▶ [ACTIVITY] Please find every line of the listing below where "entry" occurs and copy it.

▶ [DATA]
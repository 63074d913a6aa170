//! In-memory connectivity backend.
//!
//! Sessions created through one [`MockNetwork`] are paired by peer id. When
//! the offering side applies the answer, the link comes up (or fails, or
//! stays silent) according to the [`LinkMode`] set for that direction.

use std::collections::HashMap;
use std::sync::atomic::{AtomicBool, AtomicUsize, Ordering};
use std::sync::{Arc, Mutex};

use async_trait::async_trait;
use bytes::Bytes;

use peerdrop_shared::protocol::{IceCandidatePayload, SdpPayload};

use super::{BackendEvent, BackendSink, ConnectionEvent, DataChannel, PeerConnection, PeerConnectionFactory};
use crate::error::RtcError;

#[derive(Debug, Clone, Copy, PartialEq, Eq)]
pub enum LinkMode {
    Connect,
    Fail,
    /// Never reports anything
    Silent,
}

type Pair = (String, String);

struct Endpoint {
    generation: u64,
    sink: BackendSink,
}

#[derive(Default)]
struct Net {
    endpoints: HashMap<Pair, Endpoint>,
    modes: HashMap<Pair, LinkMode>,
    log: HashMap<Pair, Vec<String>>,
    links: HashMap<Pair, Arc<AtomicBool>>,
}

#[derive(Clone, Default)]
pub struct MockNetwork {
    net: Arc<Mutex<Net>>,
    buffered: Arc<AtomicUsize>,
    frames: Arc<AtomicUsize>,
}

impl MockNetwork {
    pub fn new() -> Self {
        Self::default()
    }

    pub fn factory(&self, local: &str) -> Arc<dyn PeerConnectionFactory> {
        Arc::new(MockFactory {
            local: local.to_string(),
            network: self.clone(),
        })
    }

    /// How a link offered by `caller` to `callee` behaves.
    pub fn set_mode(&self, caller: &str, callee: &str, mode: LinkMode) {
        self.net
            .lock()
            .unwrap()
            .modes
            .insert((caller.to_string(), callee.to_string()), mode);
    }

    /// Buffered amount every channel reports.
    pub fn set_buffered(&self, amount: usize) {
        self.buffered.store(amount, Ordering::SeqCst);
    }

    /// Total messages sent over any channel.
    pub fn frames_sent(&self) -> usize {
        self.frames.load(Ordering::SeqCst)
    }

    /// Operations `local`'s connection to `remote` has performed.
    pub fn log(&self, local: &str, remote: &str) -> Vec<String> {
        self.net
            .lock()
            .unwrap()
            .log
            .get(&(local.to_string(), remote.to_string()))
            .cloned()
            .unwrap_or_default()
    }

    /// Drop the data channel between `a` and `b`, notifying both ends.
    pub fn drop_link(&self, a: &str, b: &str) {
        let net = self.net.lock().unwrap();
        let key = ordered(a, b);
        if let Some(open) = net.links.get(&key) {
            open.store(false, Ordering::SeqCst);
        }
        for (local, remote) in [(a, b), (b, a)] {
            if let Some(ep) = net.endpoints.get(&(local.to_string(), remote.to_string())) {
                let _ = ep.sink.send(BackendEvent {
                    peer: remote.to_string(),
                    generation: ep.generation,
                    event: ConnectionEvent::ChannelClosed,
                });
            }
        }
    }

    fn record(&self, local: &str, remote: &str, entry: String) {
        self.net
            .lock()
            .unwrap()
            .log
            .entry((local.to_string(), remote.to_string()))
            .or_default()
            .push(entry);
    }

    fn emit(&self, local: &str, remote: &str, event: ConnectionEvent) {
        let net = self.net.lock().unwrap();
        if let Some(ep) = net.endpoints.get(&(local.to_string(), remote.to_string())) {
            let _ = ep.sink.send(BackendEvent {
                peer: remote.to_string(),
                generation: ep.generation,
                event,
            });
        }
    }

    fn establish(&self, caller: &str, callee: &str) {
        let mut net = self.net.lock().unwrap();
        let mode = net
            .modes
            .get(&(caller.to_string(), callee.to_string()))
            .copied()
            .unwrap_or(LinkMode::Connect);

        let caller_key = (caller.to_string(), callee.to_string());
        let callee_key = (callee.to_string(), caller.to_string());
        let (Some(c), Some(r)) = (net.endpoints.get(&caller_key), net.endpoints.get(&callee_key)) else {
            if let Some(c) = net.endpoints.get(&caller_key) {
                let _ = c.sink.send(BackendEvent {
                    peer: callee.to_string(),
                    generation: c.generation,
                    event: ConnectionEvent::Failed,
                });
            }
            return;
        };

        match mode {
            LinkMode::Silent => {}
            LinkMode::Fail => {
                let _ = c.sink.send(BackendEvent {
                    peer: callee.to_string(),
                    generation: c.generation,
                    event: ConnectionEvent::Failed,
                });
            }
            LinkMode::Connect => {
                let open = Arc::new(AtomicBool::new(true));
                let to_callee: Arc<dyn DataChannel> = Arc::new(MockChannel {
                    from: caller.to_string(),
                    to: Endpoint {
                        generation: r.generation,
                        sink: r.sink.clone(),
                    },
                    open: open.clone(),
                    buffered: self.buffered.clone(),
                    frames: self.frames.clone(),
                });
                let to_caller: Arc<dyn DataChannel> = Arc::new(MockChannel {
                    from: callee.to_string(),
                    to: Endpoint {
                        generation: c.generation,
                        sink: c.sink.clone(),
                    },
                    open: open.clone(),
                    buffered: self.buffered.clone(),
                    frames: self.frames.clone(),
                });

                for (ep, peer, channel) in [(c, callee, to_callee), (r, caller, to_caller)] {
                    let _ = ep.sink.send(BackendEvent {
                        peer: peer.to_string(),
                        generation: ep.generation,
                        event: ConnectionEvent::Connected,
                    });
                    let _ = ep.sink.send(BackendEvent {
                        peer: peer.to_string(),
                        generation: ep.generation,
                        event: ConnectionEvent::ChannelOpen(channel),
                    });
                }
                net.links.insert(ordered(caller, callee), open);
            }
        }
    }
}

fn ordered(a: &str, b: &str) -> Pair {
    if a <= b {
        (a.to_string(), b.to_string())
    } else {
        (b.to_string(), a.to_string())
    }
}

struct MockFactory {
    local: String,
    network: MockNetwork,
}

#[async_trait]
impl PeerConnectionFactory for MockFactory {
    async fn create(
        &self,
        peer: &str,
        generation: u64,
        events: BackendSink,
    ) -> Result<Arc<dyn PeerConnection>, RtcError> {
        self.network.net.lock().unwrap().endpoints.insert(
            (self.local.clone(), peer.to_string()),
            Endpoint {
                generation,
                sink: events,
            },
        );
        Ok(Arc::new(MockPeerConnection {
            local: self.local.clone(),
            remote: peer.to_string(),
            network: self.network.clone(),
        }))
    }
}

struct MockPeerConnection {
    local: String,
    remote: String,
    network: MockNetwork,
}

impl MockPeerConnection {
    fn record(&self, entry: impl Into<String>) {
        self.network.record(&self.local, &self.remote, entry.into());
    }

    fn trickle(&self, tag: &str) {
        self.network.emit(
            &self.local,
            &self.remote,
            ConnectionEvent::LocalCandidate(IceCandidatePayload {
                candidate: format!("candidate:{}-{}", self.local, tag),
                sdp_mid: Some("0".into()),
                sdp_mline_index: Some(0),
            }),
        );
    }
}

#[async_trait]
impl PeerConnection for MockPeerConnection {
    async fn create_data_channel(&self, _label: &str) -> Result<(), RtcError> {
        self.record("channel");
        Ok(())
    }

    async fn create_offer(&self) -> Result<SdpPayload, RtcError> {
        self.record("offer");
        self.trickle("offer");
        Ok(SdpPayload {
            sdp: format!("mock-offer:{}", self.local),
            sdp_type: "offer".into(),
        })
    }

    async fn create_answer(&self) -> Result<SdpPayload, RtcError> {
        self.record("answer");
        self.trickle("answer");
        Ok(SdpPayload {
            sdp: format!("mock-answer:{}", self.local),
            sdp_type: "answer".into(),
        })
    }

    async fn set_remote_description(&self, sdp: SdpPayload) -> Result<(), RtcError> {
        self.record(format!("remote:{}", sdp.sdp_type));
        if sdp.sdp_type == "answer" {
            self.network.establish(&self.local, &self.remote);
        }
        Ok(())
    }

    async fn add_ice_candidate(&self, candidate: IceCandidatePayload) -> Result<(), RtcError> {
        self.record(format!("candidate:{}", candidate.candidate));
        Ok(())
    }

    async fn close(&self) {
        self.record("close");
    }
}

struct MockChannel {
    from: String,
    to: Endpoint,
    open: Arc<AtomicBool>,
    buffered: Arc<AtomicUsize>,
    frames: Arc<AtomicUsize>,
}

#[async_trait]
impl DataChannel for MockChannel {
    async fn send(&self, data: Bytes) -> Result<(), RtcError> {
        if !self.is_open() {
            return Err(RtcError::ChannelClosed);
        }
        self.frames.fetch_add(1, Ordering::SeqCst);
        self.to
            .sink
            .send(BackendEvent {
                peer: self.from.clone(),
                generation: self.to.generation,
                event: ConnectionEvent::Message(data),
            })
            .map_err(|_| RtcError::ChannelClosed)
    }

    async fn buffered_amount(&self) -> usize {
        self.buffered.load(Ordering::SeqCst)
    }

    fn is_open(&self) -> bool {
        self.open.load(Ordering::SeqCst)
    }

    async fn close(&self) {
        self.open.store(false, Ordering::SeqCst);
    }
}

▶ [REPLY TO THE TASK]
    fn record(&self, local: &str, remote: &str, entry: String) {
            .entry((local.to_string(), remote.to_string()))
            .push(entry);
    fn record(&self, entry: impl Into<String>) {
        self.network.record(&self.local, &self.remote, entry.into());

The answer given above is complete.